Typically, deforestation starts not with animal agriculture but when roads are cut through the forest to open it up for logging and mining. Once the forest along the road has been cleared, commercial or subsistence farmers move in and start growing crops. However, forest soils are too nutrient-poor and fragile to sustain crops for long, so after two or three years, when the soil is depleted, crop yields fall and farmers let the grass grow and move on. That is when the ranchers move in. Little investment is needed to start raising cattle on cheap or abandoned land where grass is already growing, and the returns can be high, at least for a while. However, after five to 10 years, over-grazing and nutrient loss turn rainforest land that was once filled with biodiversity into an eroded wasteland, so ranchers have to look for somewhere else to move on to.

As we heard, deforestation causes irreversible environmental damage if it is not checked in time. The clearing and burning of forests releases billions of tonnes of carbon dioxide and greenhouse gases into the atmosphere.
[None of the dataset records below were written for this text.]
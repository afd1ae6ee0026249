//! View frustum as six half-spaces in f32 space.
//!
//! Planes use the `(nx, ny, nz, d)` convention: a point `p` is inside a
//! plane when `n·p + d >= 0`, and inside the frustum when it is inside all
//! six. Camera collaborators must produce planes in exactly this sign
//! convention.

use glam::{Mat4, Vec3, Vec4};

use crate::Aabb;

/// Plane indices into the frustum planes array.
pub const LEFT: usize = 0;
pub const RIGHT: usize = 1;
pub const BOTTOM: usize = 2;
pub const TOP: usize = 3;
pub const NEAR: usize = 4;
pub const FAR: usize = 5;

/// Signed distance of `point` to `plane` (`n·p + d`).
///
/// Only a true Euclidean distance when the plane normal is unit length.
#[inline]
pub fn signed_distance(plane: Vec4, point: Vec3) -> f32 {
    plane.truncate().dot(point) + plane.w
}

/// Six inward-facing planes.
#[derive(Clone, Copy, Debug, PartialEq)]
pub struct Frustum {
    /// Each `Vec4(a, b, c, d)` where `(a,b,c)` is the inward normal and
    /// `d` is the offset term.
    pub planes: [Vec4; 6],
}

impl Frustum {
    /// Wrap six planes as given. Planes are neither normalized nor validated.
    pub fn new(planes: [Vec4; 6]) -> Self {
        Self { planes }
    }

    /// Extract frustum planes from a combined view-projection matrix
    /// using the Gribb-Hartmann method, for OpenGL clip space
    /// (`-w <= z <= w`, e.g. [`Mat4::perspective_rh_gl`]).
    ///
    /// Planes with a non-zero normal are normalized so that signed
    /// distances are Euclidean.
    pub fn from_view_projection(vp: &Mat4) -> Self {
        let rows = [vp.row(0), vp.row(1), vp.row(2), vp.row(3)];

        let mut planes = [Vec4::ZERO; 6];
        planes[LEFT] = rows[3] + rows[0];
        planes[RIGHT] = rows[3] - rows[0];
        planes[BOTTOM] = rows[3] + rows[1];
        planes[TOP] = rows[3] - rows[1];
        planes[NEAR] = rows[3] + rows[2];
        planes[FAR] = rows[3] - rows[2];

        for plane in &mut planes {
            let len = plane.truncate().length();
            if len > 0.0 {
                *plane /= len;
            }
        }

        Self { planes }
    }

    /// Test whether a point is inside all six planes.
    pub fn contains_point(&self, point: Vec3) -> bool {
        self.planes
            .iter()
            .all(|&plane| signed_distance(plane, point) >= 0.0)
    }

    /// Test whether an AABB is possibly inside the frustum.
    ///
    /// Uses the p-vertex (positive vertex) method: for each plane, take the
    /// corner of the AABB furthest along the plane normal. If that corner
    /// is behind the plane, the entire AABB is outside.
    ///
    /// This is conservative. It may return `true` for boxes that straddle
    /// two planes near a frustum edge while lying fully outside, but never
    /// returns `false` for a box that has any point inside.
    pub fn intersects_aabb(&self, aabb: &Aabb) -> bool {
        for &plane in &self.planes {
            let normal = plane.truncate();
            let p = Vec3::new(
                if normal.x >= 0.0 {
                    aabb.max.x
                } else {
                    aabb.min.x
                },
                if normal.y >= 0.0 {
                    aabb.max.y
                } else {
                    aabb.min.y
                },
                if normal.z >= 0.0 {
                    aabb.max.z
                } else {
                    aabb.min.z
                },
            );

            if signed_distance(plane, p) < 0.0 {
                return false;
            }
        }
        true
    }
}

impl From<[Vec4; 6]> for Frustum {
    fn from(planes: [Vec4; 6]) -> Self {
        Self::new(planes)
    }
}
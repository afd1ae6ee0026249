//! Tracing subscriber setup for the Lumen crates.
//!
//! Library crates only emit `tracing` events; binaries call [`init_logging`]
//! once at startup to get console output and, optionally, a JSON log file.

use std::path::Path;

use lumen_config::Config;
use tracing_subscriber::{EnvFilter, fmt, layer::SubscriberExt, util::SubscriberInitExt};

/// Filter used when neither `RUST_LOG` nor the config names a level.
pub const DEFAULT_FILTER: &str = "info";

/// Name of the JSON log file written under the log directory.
pub const LOG_FILE_NAME: &str = "lumen.log";

/// Install the global tracing subscriber.
///
/// `RUST_LOG` wins over `config.debug.log_level`, which wins over
/// [`DEFAULT_FILTER`]. A JSON file layer writing `lumen.log` is added when
/// `log_dir` is given and either `debug_build` or `config.debug.log_to_file`
/// is set. Failing to create the file falls back to console only.
///
/// # Panics
///
/// Panics if a global subscriber is already installed.
///
/// ```no_run
/// use lumen_config::Config;
/// use lumen_log::init_logging;
///
/// let config = Config::default();
/// init_logging(Some(std::path::Path::new("./logs")), cfg!(debug_assertions), Some(&config));
/// ```
pub fn init_logging(log_dir: Option<&Path>, debug_build: bool, config: Option<&Config>) {
    let env_filter = EnvFilter::try_from_default_env()
        .unwrap_or_else(|_| EnvFilter::new(filter_directive(config)));

    let console_layer = fmt::layer()
        .with_target(true)
        .with_thread_names(true)
        .with_level(true)
        .with_timer(fmt::time::uptime());

    let subscriber = tracing_subscriber::registry()
        .with(env_filter)
        .with(console_layer);

    if file_logging_enabled(debug_build, config)
        && let Some(log_dir) = log_dir
        && std::fs::create_dir_all(log_dir).is_ok()
        && let Ok(log_file) = std::fs::File::create(log_dir.join(LOG_FILE_NAME))
    {
        let file_layer = fmt::layer()
            .with_writer(log_file)
            .with_ansi(false)
            .with_target(true)
            .with_timer(fmt::time::uptime())
            .json();

        subscriber.with(file_layer).init();
        tracing::debug!(path = %log_dir.join(LOG_FILE_NAME).display(), "file logging enabled");
        return;
    }

    subscriber.init();
}

/// Whether [`init_logging`] should add the JSON file layer.
pub fn file_logging_enabled(debug_build: bool, config: Option<&Config>) -> bool {
    debug_build || config.is_some_and(|c| c.debug.log_to_file)
}

/// Filter directive derived from the config, ignoring `RUST_LOG`.
pub fn filter_directive(config: Option<&Config>) -> String {
    match config {
        Some(config) if !config.debug.log_level.trim().is_empty() => {
            config.debug.log_level.trim().to_string()
        }
        _ => DEFAULT_FILTER.to_string(),
    }
}

/// An `EnvFilter` built from [`DEFAULT_FILTER`].
pub fn default_env_filter() -> EnvFilter {
    EnvFilter::new(DEFAULT_FILTER)
}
Scientists estimate that deforestation causes roughly a quarter of all human-induced carbon emissions, and then there is the loss of biodiversity. I have not been to Brazil, but I have been to countries such as Belize; the extent to which the rainforest remains undiscovered and unexplored is amazing. There is so much more to be discovered. Forests are home to more than 13 million distinct species, representing more than two thirds of the world’s plants and animals. Obviously, if their habitats are destroyed, many will be at risk of extinction. When the trees are gone, the soil becomes depleted, which often leads to water pollution as the soil gets washed away. That is something for which we in this country must accept responsibility.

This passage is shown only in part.